PROBLEM:
Where does the string "static" occur in the records below? Copy every line that holds it.

Start of INPUT FOR THIS TASK

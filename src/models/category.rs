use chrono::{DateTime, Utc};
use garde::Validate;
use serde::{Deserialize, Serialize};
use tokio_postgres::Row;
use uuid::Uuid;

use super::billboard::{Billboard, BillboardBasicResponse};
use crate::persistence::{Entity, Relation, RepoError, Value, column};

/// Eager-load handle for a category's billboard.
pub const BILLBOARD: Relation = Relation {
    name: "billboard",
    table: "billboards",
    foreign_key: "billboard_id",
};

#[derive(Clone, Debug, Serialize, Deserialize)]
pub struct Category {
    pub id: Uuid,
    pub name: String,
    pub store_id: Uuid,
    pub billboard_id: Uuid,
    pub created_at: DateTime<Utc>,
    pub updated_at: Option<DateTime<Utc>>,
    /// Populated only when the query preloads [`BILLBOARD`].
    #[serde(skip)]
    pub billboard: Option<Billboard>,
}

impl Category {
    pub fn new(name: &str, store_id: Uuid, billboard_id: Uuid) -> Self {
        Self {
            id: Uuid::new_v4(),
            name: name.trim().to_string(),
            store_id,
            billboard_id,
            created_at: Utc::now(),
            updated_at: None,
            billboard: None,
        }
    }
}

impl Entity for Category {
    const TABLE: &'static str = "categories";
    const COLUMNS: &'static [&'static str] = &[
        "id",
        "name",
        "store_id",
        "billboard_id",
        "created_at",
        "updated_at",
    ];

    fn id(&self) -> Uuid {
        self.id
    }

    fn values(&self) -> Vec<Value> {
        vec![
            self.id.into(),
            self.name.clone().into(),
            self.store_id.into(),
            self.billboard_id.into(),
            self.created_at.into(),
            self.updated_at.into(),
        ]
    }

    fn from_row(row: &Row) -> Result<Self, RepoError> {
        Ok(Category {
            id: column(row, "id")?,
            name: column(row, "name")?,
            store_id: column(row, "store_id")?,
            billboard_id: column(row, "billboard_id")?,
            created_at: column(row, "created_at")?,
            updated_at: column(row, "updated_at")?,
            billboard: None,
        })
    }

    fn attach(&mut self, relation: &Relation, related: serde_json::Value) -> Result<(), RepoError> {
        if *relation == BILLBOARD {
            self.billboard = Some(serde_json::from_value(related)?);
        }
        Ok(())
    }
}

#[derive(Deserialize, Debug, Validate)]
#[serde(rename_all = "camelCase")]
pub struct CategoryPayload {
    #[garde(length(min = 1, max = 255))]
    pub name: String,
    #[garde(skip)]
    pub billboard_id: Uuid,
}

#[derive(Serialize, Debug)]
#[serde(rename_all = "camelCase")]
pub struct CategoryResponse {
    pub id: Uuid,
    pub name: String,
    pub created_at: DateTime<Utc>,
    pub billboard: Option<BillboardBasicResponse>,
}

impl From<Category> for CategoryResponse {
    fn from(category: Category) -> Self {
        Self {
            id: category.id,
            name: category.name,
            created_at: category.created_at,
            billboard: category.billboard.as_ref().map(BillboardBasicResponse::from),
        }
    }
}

End of INPUT FOR THIS TASK

FINISHED EXERCISE:
    const TABLE: &'static str = "categories";
    const COLUMNS: &'static [&'static str] = &[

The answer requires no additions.